Spanish Customs Vessel Intercepts Drug-Laden Yacht in Mid-Atlantic
Earlier this month, Spanish customs agents intercepted a sailing yacht in the mid-Atlantic and arrested five British crewmembers who were allegedly in possession of one tonne of cocaine.
The interdiction stemmed from a long-running investigation focused on a former member of the British Royal Navy who was based in Spain. This person, whose close relationship with international drug trafficking was already known to the authorities, had strong links with other criminal organizations based in the UK, Ukraine and elsewhere.
In addition to previous contact with known drug dealers, this individual owned several companies that were ostensibly dedicated to the sale and rental of yachts. According to Spanish police, he also used these vessels to transport drugs for a variety of criminal groups.
Since last August, the investigation has led to successful police raids at Ceuta, Sotogrande, Cadiz and Malaga, resulting in the arrest of ten people and the seizure of 1,600 kilos of hashish.
The investigators have also honed in on a second "branch" of the criminal organization that was dedicated to the lucrative transatlantic cocaine trade. As a result of this line of investigation, Spanish police learned of the impending departure of a drug-laden sailing yacht - the Windwhisperer - from the Caribbean.
In response, the Spanish customs vessel Fulmar and her crew were tasked with carrying out an interdiction mission in the mid-Atlantic. They accomplished the intercept on June 13. A search of the yacht revealed one tonne of cocaine in neatly-packed bags, and the yacht's crew of five were taken under arrest.
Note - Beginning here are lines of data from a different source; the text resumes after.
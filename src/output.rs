//! Persistence for validation results and feed summaries.
//!
//! Full reports are written as JSON documents; summaries are appended to a
//! CSV history file. Feed statistics can be rendered as a markdown report.

use std::fmt::Write as _;
use std::fs::{self, OpenOptions};
use std::path::{Path, PathBuf};

use chrono::{Local, NaiveDateTime};
use csv::WriterBuilder;
use tracing::{debug, info};

use crate::error::Result;
use crate::stats::{FeedStats, route_type_name};
use crate::validation::{ReportSummary, ValidationReport};

fn create_parent(path: &Path) -> Result<()> {
    if let Some(parent) = path.parent().filter(|p| !p.as_os_str().is_empty()) {
        fs::create_dir_all(parent)?;
    }
    Ok(())
}

/// Writes the full report as pretty JSON, creating parent directories.
pub fn write_report(path: &Path, report: &ValidationReport) -> Result<()> {
    create_parent(path)?;
    fs::write(path, report.to_json()?)?;
    info!(path = %path.display(), "Validation report written");
    Ok(())
}

/// Appends a [`ReportSummary`] as a row to a CSV file.
///
/// Creates the file with headers if it does not already exist.
pub fn append_summary(path: &Path, summary: &ReportSummary) -> Result<()> {
    let file_exists = path.exists();
    debug!(path = %path.display(), file_exists, "Appending CSV record");

    let file = OpenOptions::new().append(true).create(true).open(path)?;

    let mut writer = WriterBuilder::new()
        .has_headers(!file_exists) // IMPORTANT when appending
        .from_writer(file);

    writer.serialize(summary)?;
    writer.flush()?;

    Ok(())
}

/// Markdown summary of a feed's statistics.
pub fn feed_summary_markdown(
    stats: &FeedStats,
    feed_path: Option<&Path>,
    generated_at: NaiveDateTime,
) -> String {
    let source = feed_path.map_or_else(|| "-".to_string(), |p| p.display().to_string());
    let mut md = String::new();

    // writing to a String cannot fail
    let _ = writeln!(md, "# GTFS Feed Summary Report\n");
    let _ = writeln!(md, "Generated from: {source}");
    let _ = writeln!(md, "Generated on: {}\n", generated_at.format("%Y-%m-%d %H:%M:%S"));

    let _ = writeln!(md, "## Feed Statistics\n");
    for (label, count) in [
        ("Agencies", stats.agencies),
        ("Routes", stats.routes),
        ("Stops", stats.stops),
        ("Trips", stats.trips),
        ("Stop Times", stats.stop_times),
        ("Shapes", stats.shapes),
        ("Calendar Entries", stats.calendar),
    ] {
        let _ = writeln!(md, "- **{label}**: {count}");
    }

    if !stats.routes_by_type.is_empty() {
        let _ = writeln!(md, "\n## Routes by Type\n");
        for (route_type, count) in &stats.routes_by_type {
            let _ = writeln!(md, "- **{}**: {count}", route_type_name(route_type));
        }
    }

    if let Some(period) = &stats.service_period {
        let _ = writeln!(md, "\n## Service Period\n");
        let _ = writeln!(md, "- **Start Date**: {}", period.start);
        let _ = writeln!(md, "- **End Date**: {}", period.end);
    }

    md
}

/// Writes [`feed_summary_markdown`] for the current local time to `path`.
pub fn write_feed_summary(
    path: &Path,
    stats: &FeedStats,
    feed_path: Option<&Path>,
) -> Result<PathBuf> {
    create_parent(path)?;
    fs::write(path, feed_summary_markdown(stats, feed_path, Local::now().naive_local()))?;
    info!(path = %path.display(), "Feed summary written");
    Ok(path.to_path_buf())
}

/// Human readable size such as `1.5 MB`.
pub fn format_file_size(bytes: u64) -> String {
    const UNITS: [&str; 5] = ["B", "KB", "MB", "GB", "TB"];
    if bytes == 0 {
        return "0 B".to_string();
    }

    let mut size = bytes as f64;
    let mut unit = 0;
    while size >= 1024.0 && unit < UNITS.len() - 1 {
        size /= 1024.0;
        unit += 1;
    }
    let rounded = (size * 100.0).round() / 100.0;
    format!("{rounded} {}", UNITS[unit])
}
The Fulmar returned to port at Cadiz with the contraband and the suspects on June 23. Two additional suspects were arrested in Campo de Gibraltar and Malaga in connection with the Windwhisperer bust, and two more individuals who had been arrested in previous raids are believed to be implicated as well.
“This is a huge haul of cocaine with an estimated street value of more than £80million. I have no doubt the drugs on board were destined for the streets of the UK, so this seizure is a significant result," said Dave Hucker, head of European operations of Britain's National Crime Agency, which has been participating in the investigation. “We know that the criminal trade in drugs is driven by financial gain, and the loss of the profit that would have been made from these drugs will have a major impact on the crime groups involved."